I found this interesting, but a little too theoretical. Object capabilities are a completely orthogonal way to access control lists as a way model security and permissions. It was hard for me to see how we could apply this to the systems we're building.

Awaken your home

(abstract; video)

A really cool intro to the Home Assistant project, which integrates all kinds of IoT type things in your home. E.g. Nest, Sonos, IFTTT, OpenWrt, light bulbs, switches, automatic sprinkler systems. I'm definitely going to give this a try once I free up my raspberry pi.

Finding closure with closures

(abstract; video)

A very entertaining session about closures in Python. Does Python even have closures? (yes!)

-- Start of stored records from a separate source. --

//! Live command: wait for the box, gate, then scan until a signal or scan end

use anyhow::Result;
use chrono::{DateTime, Utc};
use chrono_tz::Tz;
use quick_flip_scalper::data::{DataProvider, SymbolData};
use quick_flip_scalper::live::LiveSession;
use quick_flip_scalper::publisher::SignalDispatcher;
use quick_flip_scalper::quick_flip::{SessionState, StrategyConfig};
use quick_flip_scalper::{Interval, ScalperError, Symbol, TradeCandidate};
use std::time::Duration as StdDuration;
use tracing::{error, info, warn};

use super::{build_provider, load_config, resolve_symbols};

fn now_in(tz: Tz) -> DateTime<Tz> {
    Utc::now().with_timezone(&tz)
}

pub fn run(config_path: String, symbols: Vec<String>, dry_run: bool, immediate: bool) -> Result<()> {
    let config = load_config(&config_path)?;
    let symbols = resolve_symbols(&symbols, &config);
    let tz = config.market.timezone()?;
    let strategy = &config.strategy;

    let dispatcher = SignalDispatcher::from_config(&config.publisher, dry_run)?;
    let provider = build_provider(&config, None)?;

    println!("{}", "=".repeat(60));
    println!("QUICK FLIP SCALPER");
    println!("{}", "=".repeat(60));
    println!("Symbols:             {}", symbols.iter().map(Symbol::as_str).collect::<Vec<_>>().join(", "));
    println!("ATR Period:          {}", strategy.atr_period);
    println!("Liquidity Threshold: {:.0}%", strategy.liquidity_threshold * 100.0);
    println!("Scan Window:         {} - {}", strategy.scan_start(), strategy.scan_end);
    println!("Scan Interval:       {} minutes", config.market.scan_interval_minutes);
    println!("Dry Run:             {}", dry_run);
    println!("Immediate:           {}", immediate);

    if immediate {
        println!("\n[IMMEDIATE MODE] Running now...");
    } else {
        wait_for_scan_start(strategy, tz);
    }

    let mut sessions = initialize_sessions(provider.as_ref(), &symbols, strategy, config.data.daily_lookback_days, tz);
    if sessions.iter().all(LiveSession::is_finished) {
        println!("No session passed the liquidity gate - exiting.");
        return Ok(());
    }

    println!("\n{}", "=".repeat(60));
    println!("SCAN LOOP");
    println!(
        "Scanning every {} minutes until {}",
        config.market.scan_interval_minutes, strategy.scan_end
    );
    println!("{}", "=".repeat(60));

    let interval = StdDuration::from_secs(config.market.scan_interval_minutes * 60);
    loop {
        let now = now_in(tz);
        if now.time() > strategy.scan_end {
            for session in sessions.iter_mut() {
                session.close()?;
            }
            println!("\n{}", "=".repeat(60));
            println!("SESSION ENDED - {}", strategy.scan_end);
            println!("{}", "=".repeat(60));
            break;
        }

        println!("\n[{}] Scanning for signals...", now.format("%H:%M:%S"));
        for session in sessions.iter_mut().filter(|s| !s.is_finished()) {
            match scan_once(provider.as_ref(), session, now) {
                Ok(Some(candidate)) => send(&dispatcher, &candidate),
                Ok(None) => println!("   {}: no pattern detected", session.symbol()),
                Err(e) if e.is_recoverable() => warn!("{}: scan skipped: {}", session.symbol(), e),
                Err(e) => return Err(e.into()),
            }
        }

        if sessions.iter().all(LiveSession::is_finished) {
            println!("\nAll sessions finished - stopping scan loop");
            break;
        }

        println!("   Sleeping for {} minutes...", config.market.scan_interval_minutes);
        std::thread::sleep(interval);
    }

    for session in &sessions {
        info!("{}: final state {}", session.symbol(), session.state());
    }
    Ok(())
}

fn wait_for_scan_start(strategy: &StrategyConfig, tz: Tz) {
    let now = now_in(tz);
    let start = now.date_naive().and_time(strategy.scan_start());
    let wait = start - now.naive_local();
    if let Ok(wait) = wait.to_std() {
        println!(
            "\nWaiting for {}... ({:.1} minutes)",
            strategy.scan_start(),
            wait.as_secs_f64() / 60.0
        );
        std::thread::sleep(wait);
    }
}

fn initialize_sessions<'a>(
    provider: &dyn DataProvider,
    symbols: &[Symbol],
    strategy: &'a StrategyConfig,
    daily_lookback_days: i64,
    tz: Tz,
) -> Vec<LiveSession<'a>> {
    println!("\n{}", "=".repeat(60));
    println!("INITIALIZATION PHASE");
    println!("{}", "=".repeat(60));

    let now = now_in(tz);
    let today = now.date_naive();
    let mut sessions = Vec::new();
    for symbol in symbols {
        let data = match SymbolData::fetch(provider, symbol, today, today, daily_lookback_days) {
            Ok(data) => data,
            Err(e) => {
                error!("{}: data fetch failed: {}", symbol, e);
                println!("{}: error during initialization: {}", symbol, e);
                continue;
            }
        };

        match LiveSession::initialize(symbol, now, &data, strategy) {
            Ok(session) => {
                let check = session.liquidity();
                println!(
                    "{}: ATR {:.2}, box range {:.2} (required {:.2})",
                    symbol, check.atr, check.range, check.required
                );
                if let SessionState::Rejected { .. } = session.state() {
                    println!("   ✗ Insufficient liquidity - no trading today");
                } else {
                    println!("   ✓ Liquidity validated");
                    sessions.push(session);
                }
            }
            Err(e) => println!("{}: no session today: {}", symbol, e),
        }
    }
    sessions
}

/// Refetch today's 5m bars and evaluate the latest completed one
fn scan_once(
    provider: &dyn DataProvider,
    session: &mut LiveSession<'_>,
    now: DateTime<Tz>,
) -> Result<Option<TradeCandidate>, ScalperError> {
    let today = now.date_naive();
    let five = provider.fetch_bars(session.symbol(), Interval::FiveMinute, today, today)?;
    session.poll(&five, now)
}

fn send(dispatcher: &SignalDispatcher, candidate: &TradeCandidate) {
    println!("🎯 SIGNAL: {} {}", candidate.direction, candidate.symbol);
    println!("   Pattern: {}", candidate.pattern);
    println!("   Entry:   ${}", candidate.entry_price);
    println!("   Target:  ${}", candidate.target_price);
    println!("   Stop:    ${}", candidate.stop_loss);

    match dispatcher.dispatch(candidate) {
        Ok(report) => info!(
            "{}: signal sent (published={}, ordered={})",
            candidate.symbol, report.published, report.ordered
        ),
        Err(e) => error!("{}: signal not delivered: {}", candidate.symbol, e),
    }
}
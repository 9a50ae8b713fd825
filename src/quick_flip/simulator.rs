//! Outcome simulator
//!
//! Replays a candidate over the bars that follow its signal bar on the same
//! trading date. Bars are compared against the unrounded levels; exit price
//! and P&L are rounded to cents only in the outcome.

use tracing::debug;

use crate::types::{Bar, Direction, ExitReason, Money, Outcome, TradeCandidate, TradeOutcome};

/// Resolve a trade against `day_bars` (the full day; bars at or before the
/// signal bar are skipped).
///
/// Stop is checked before target on every bar: when both are breached inside
/// the same bar the intrabar path is unknown and the loss is assumed. If
/// neither triggers, the trade closes at the last bar's close.
pub fn simulate(candidate: &TradeCandidate, day_bars: &[Bar]) -> TradeOutcome {
    let entry_time = candidate.timestamp;
    let start = day_bars.partition_point(|b| b.timestamp <= entry_time);
    let future = &day_bars[start..];

    let stop = candidate.levels.stop;
    let target = candidate.levels.target;

    for bar in future {
        let (stopped, hit_target) = match candidate.direction {
            Direction::Long => (bar.low <= stop, bar.high >= target),
            Direction::Short => (bar.high >= stop, bar.low <= target),
        };

        if stopped {
            return close(candidate, bar, stop, ExitReason::StopLoss);
        }
        if hit_target {
            return close(candidate, bar, target, ExitReason::Target);
        }
    }

    match future.last() {
        Some(last) => close(candidate, last, last.close, ExitReason::SessionClose),
        None => {
            debug!(symbol = %candidate.symbol, %entry_time, "no bars after entry, trade left open");
            TradeOutcome {
                entry_time,
                exit_time: None,
                exit_price: None,
                exit_reason: None,
                outcome: Outcome::Open,
                pnl: Money::ZERO,
            }
        }
    }
}

/// Signed P&L per share, positive when favorable
pub fn pnl(direction: Direction, entry: Money, exit: Money) -> Money {
    match direction {
        Direction::Long => exit - entry,
        Direction::Short => entry - exit,
    }
}

fn close(candidate: &TradeCandidate, bar: &Bar, exit: f64, reason: ExitReason) -> TradeOutcome {
    let entry = Money::from_f64(candidate.levels.entry);
    let pnl = pnl(candidate.direction, entry, Money::from_f64(exit)).round_dp(2);
    let exit_price = Money::cents(exit);
    let outcome = match reason {
        ExitReason::StopLoss => Outcome::Loss,
        ExitReason::Target => Outcome::Win,
        ExitReason::SessionClose if pnl.is_positive() => Outcome::Win,
        ExitReason::SessionClose => Outcome::Loss,
    };

    debug!(
        symbol = %candidate.symbol,
        exit_time = %bar.timestamp,
        %exit_price,
        %pnl,
        ?reason,
        "trade closed"
    );

    TradeOutcome {
        entry_time: candidate.timestamp,
        exit_time: Some(bar.timestamp),
        exit_price: Some(exit_price),
        exit_reason: Some(reason),
        outcome,
        pnl,
    }
}
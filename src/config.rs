//! Configuration management
//!
//! Handles loading and parsing of JSON configuration files with environment
//! variable support for credentials and endpoint URLs.

use anyhow::{Context, Result};
use chrono::NaiveTime;
use chrono_tz::Tz;
use serde::{Deserialize, Serialize};
use std::fs;
use std::path::Path;

use crate::error::ScalperError;
use crate::quick_flip::{ProfitTarget, StopRule, StrategyConfig};
use crate::Symbol;

/// Main configuration structure
#[derive(Debug, Clone, Serialize, Deserialize)]
pub struct Config {
    #[serde(default = "default_symbols")]
    pub symbols: Vec<String>,
    #[serde(default)]
    pub market: MarketConfig,
    pub strategy: StrategyConfig,
    #[serde(default)]
    pub data: DataConfig,
    #[serde(default)]
    pub publisher: PublisherConfig,
    #[serde(default)]
    pub backtest: BacktestConfig,
    #[serde(default)]
    pub optimizer: OptimizerConfig,
}

fn default_symbols() -> Vec<String> {
    ["AAPL", "MSFT", "CVX", "MRK", "WFC", "MCD", "VZ", "QQQ", "UNH", "AMD"]
        .iter()
        .map(|s| s.to_string())
        .collect()
}

impl Config {
    /// Load configuration from JSON file
    pub fn from_file(path: impl AsRef<Path>) -> Result<Self> {
        let path = path.as_ref();
        let contents = fs::read_to_string(path)
            .with_context(|| format!("Failed to read config file {}", path.display()))?;
        let mut config: Config =
            serde_json::from_str(&contents).context("Failed to parse config JSON")?;

        config.apply_env();
        Ok(config)
    }

    /// Endpoint URLs and the executor token come from the environment when set
    pub fn apply_env(&mut self) {
        if let Ok(url) = std::env::var("SIGNAL_ENDPOINT_URL") {
            self.publisher.endpoint_url = Some(url);
        }
        if let Ok(url) = std::env::var("ORDER_EXECUTOR_URL") {
            self.publisher.order_executor_url = Some(url);
        }
        if let Ok(token) = std::env::var("ORDER_EXECUTOR_TOKEN") {
            self.publisher.order_executor_token = Some(token);
        }
    }

    pub fn symbols(&self) -> Vec<Symbol> {
        self.symbols.iter().map(Symbol::new).collect()
    }

    /// Reject values the engine cannot run with
    pub fn validate(&self) -> std::result::Result<(), ScalperError> {
        if self.symbols.is_empty() {
            return Err(ScalperError::InvalidConfiguration("no symbols configured".into()));
        }
        self.strategy.validate()?;
        self.market.timezone()?;
        if self.market.scan_interval_minutes == 0 {
            return Err(ScalperError::InvalidConfiguration(
                "scan_interval_minutes must be at least 1".into(),
            ));
        }
        let min_lookback = DataConfig::min_lookback_days(self.strategy.atr_period);
        if self.data.daily_lookback_days < min_lookback {
            return Err(ScalperError::InvalidConfiguration(format!(
                "daily_lookback_days ({}) is too short for atr_period ({}); need at least {} calendar days",
                self.data.daily_lookback_days, self.strategy.atr_period, min_lookback
            )));
        }
        if self.publisher.position_size_usd <= 0.0 {
            return Err(ScalperError::InvalidConfiguration(
                "position_size_usd must be positive".into(),
            ));
        }
        if self.backtest.starting_balance <= 0.0 {
            return Err(ScalperError::InvalidConfiguration(
                "starting_balance must be positive".into(),
            ));
        }
        Ok(())
    }
}

/// Exchange session settings
#[derive(Debug, Clone, Serialize, Deserialize)]
pub struct MarketConfig {
    /// IANA zone all bar timestamps are interpreted in
    pub timezone: String,
    /// Minutes between live scans
    pub scan_interval_minutes: u64,
}

impl Default for MarketConfig {
    fn default() -> Self {
        MarketConfig {
            timezone: "America/New_York".to_string(),
            scan_interval_minutes: 5,
        }
    }
}

impl MarketConfig {
    pub fn timezone(&self) -> std::result::Result<Tz, ScalperError> {
        self.timezone.parse::<Tz>().map_err(|e| {
            ScalperError::InvalidConfiguration(format!("unknown timezone '{}': {}", self.timezone, e))
        })
    }
}

/// Market data source
#[derive(Debug, Clone, Copy, PartialEq, Eq, Default, Serialize, Deserialize)]
#[serde(rename_all = "lowercase")]
pub enum DataSource {
    #[default]
    Csv,
    Alpaca,
}

impl std::str::FromStr for DataSource {
    type Err = ScalperError;

    fn from_str(s: &str) -> std::result::Result<Self, Self::Err> {
        match s.to_lowercase().as_str() {
            "csv" => Ok(DataSource::Csv),
            "alpaca" => Ok(DataSource::Alpaca),
            _ => Err(ScalperError::InvalidConfiguration(format!(
                "Unknown data source: {}. Use 'csv' or 'alpaca'",
                s
            ))),
        }
    }
}

impl std::fmt::Display for DataSource {
    fn fmt(&self, f: &mut std::fmt::Formatter<'_>) -> std::fmt::Result {
        match self {
            DataSource::Csv => write!(f, "csv"),
            DataSource::Alpaca => write!(f, "alpaca"),
        }
    }
}

#[derive(Debug, Clone, Serialize, Deserialize)]
pub struct DataConfig {
    pub provider: DataSource,
    /// Directory holding `{SYMBOL}_{interval}.csv` files
    pub data_dir: String,
    /// Calendar days of daily bars fetched ahead of the first session
    pub daily_lookback_days: i64,
    /// Alpaca feed (`iex` on free accounts, `sip` with a subscription)
    pub alpaca_feed: String,
}

/// Market holidays that can fall inside one lookback window
const HOLIDAY_SLACK_DAYS: i64 = 5;

impl DataConfig {
    /// Calendar days needed to cover `atr_period` trading days
    pub fn min_lookback_days(atr_period: usize) -> i64 {
        let trading = atr_period as i64;
        (trading * 7 + 4) / 5 + HOLIDAY_SLACK_DAYS
    }
}

impl Default for DataConfig {
    fn default() -> Self {
        DataConfig {
            provider: DataSource::Csv,
            data_dir: "data".to_string(),
            daily_lookback_days: 60,
            alpaca_feed: "iex".to_string(),
        }
    }
}

/// Signal sink and order executor settings
#[derive(Debug, Clone, Serialize, Deserialize)]
pub struct PublisherConfig {
    #[serde(default, skip_serializing_if = "Option::is_none")]
    pub endpoint_url: Option<String>,
    #[serde(default, skip_serializing_if = "Option::is_none")]
    pub order_executor_url: Option<String>,
    #[serde(default, skip_serializing)]
    pub order_executor_token: Option<String>,
    /// Submit bracket orders in addition to publishing the signal
    #[serde(default)]
    pub trading_enabled: bool,
    /// Notional per bracket order
    pub position_size_usd: f64,
}

impl Default for PublisherConfig {
    fn default() -> Self {
        PublisherConfig {
            endpoint_url: None,
            order_executor_url: None,
            order_executor_token: None,
            trading_enabled: false,
            position_size_usd: 100.0,
        }
    }
}

/// Backtest configuration
#[derive(Debug, Clone, Serialize, Deserialize)]
pub struct BacktestConfig {
    /// Calendar days replayed when no explicit range is given
    pub days: i64,
    pub results_dir: String,
    /// Balance compounded by the leaderboard and portfolio runs
    pub starting_balance: f64,
}

impl Default for BacktestConfig {
    fn default() -> Self {
        BacktestConfig {
            days: 30,
            results_dir: "results".to_string(),
            starting_balance: 500.0,
        }
    }
}

/// Grid values for the parameter search
#[derive(Debug, Clone, Serialize, Deserialize)]
pub struct OptimizerConfig {
    pub capital_per_trade: f64,
    pub leverage: f64,
    pub liquidity_thresholds: Vec<f64>,
    pub profit_targets: Vec<ProfitTarget>,
    pub stop_rules: Vec<StopRule>,
    pub scan_ends: Vec<NaiveTime>,
    pub top_n: usize,
}

impl Default for OptimizerConfig {
    fn default() -> Self {
        let at = |h| NaiveTime::from_hms_opt(h, 45, 0).unwrap_or(NaiveTime::MIN);
        OptimizerConfig {
            capital_per_trade: 1000.0,
            leverage: 5.0,
            liquidity_thresholds: vec![0.15, 0.25, 0.35],
            profit_targets: vec![
                ProfitTarget::Box,
                ProfitTarget::RiskMultiple { multiple: 1.0 },
                ProfitTarget::RiskMultiple { multiple: 2.0 },
            ],
            stop_rules: vec![StopRule::Tight, StopRule::Wide { box_fraction: 0.1 }],
            scan_ends: vec![at(10), at(11), at(12)],
            top_n: 10,
        }
    }
}

impl OptimizerConfig {
    pub fn position_notional(&self) -> f64 {
        self.capital_per_trade * self.leverage
    }
}

#[cfg(test)]
mod tests {
    use super::*;

    const MINIMAL: &str = r#"{
        "symbols": ["aapl", "QQQ"],
        "strategy": { "scan_end": "11:00:00" }
    }"#;

    #[test]
    fn test_minimal_config_uses_defaults() {
        let config: Config = serde_json::from_str(MINIMAL).unwrap();

        assert_eq!(config.symbols()[0].as_str(), "AAPL");
        assert_eq!(config.market.scan_interval_minutes, 5);
        assert_eq!(config.data.provider, DataSource::Csv);
        assert_eq!(config.publisher.position_size_usd, 100.0);
        assert_eq!(config.optimizer.position_notional(), 5000.0);
        assert_eq!(config.optimizer.scan_ends.len(), 3);
        assert!(config.validate().is_ok());
    }

    #[test]
    fn test_missing_scan_end_fails_to_parse() {
        let json = r#"{ "symbols": ["AAPL"], "strategy": {} }"#;
        assert!(serde_json::from_str::<Config>(json).is_err());
    }

    #[test]
    fn test_bad_timezone_rejected() {
        let mut config: Config = serde_json::from_str(MINIMAL).unwrap();
        config.market.timezone = "Mars/Olympus".into();
        assert!(matches!(
            config.validate(),
            Err(ScalperError::InvalidConfiguration(_))
        ));
    }

    #[test]
    fn test_lookback_counts_calendar_days() {
        assert_eq!(DataConfig::min_lookback_days(14), 25);

        let mut config: Config = serde_json::from_str(MINIMAL).unwrap();
        config.data.daily_lookback_days = 16;
        assert!(matches!(
            config.validate(),
            Err(ScalperError::InvalidConfiguration(_))
        ));

        config.data.daily_lookback_days = 25;
        assert!(config.validate().is_ok());
    }

    #[test]
    fn test_data_source_parse() {
        assert_eq!("Alpaca".parse::<DataSource>().unwrap(), DataSource::Alpaca);
        assert!("yahoo".parse::<DataSource>().is_err());
    }

    #[test]
    fn test_token_not_serialized() {
        let mut config: Config = serde_json::from_str(MINIMAL).unwrap();
        config.publisher.order_executor_token = Some("hunter2".into());
        let json = serde_json::to_string(&config).unwrap();
        assert!(!json.contains("hunter2"));
    }
}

Life cycle of a Python class

(abstract; video)

Lots of good information about how classes work in Python, including some details about meta-classes. I think I understand meta-classes better after having attended this session. I still don't get descriptors though!

(I hope Mike learns soon that __new__ is pronounced "dunder new" and not "under under new"!)

Deep learning

(abstract; video)

Very good presentation about getting started with deep learning. There are lots of great libraries and pre-trained neural networks out there to get started with!

Building protocol libraries the right way

(abstract; video)

I really enjoyed this talk. Cory Benfield describes the importance of keeping a clean separation between your protocol parsing code, and your IO. It not only makes things more testable, but makes code more reusable. Nearly every HTTP library in the Python ecosystem needs to re-implement its own HTTP parsing code, since all the existing code is tightly coupled to the network IO calls.

Tuesday

Guido's Keynote

(video)

Some interesting notes in here about the history of Python, and a look at what's coming in 3.6.

Click

(abstract; video)

An intro to the click module for creating beautiful command line interfaces.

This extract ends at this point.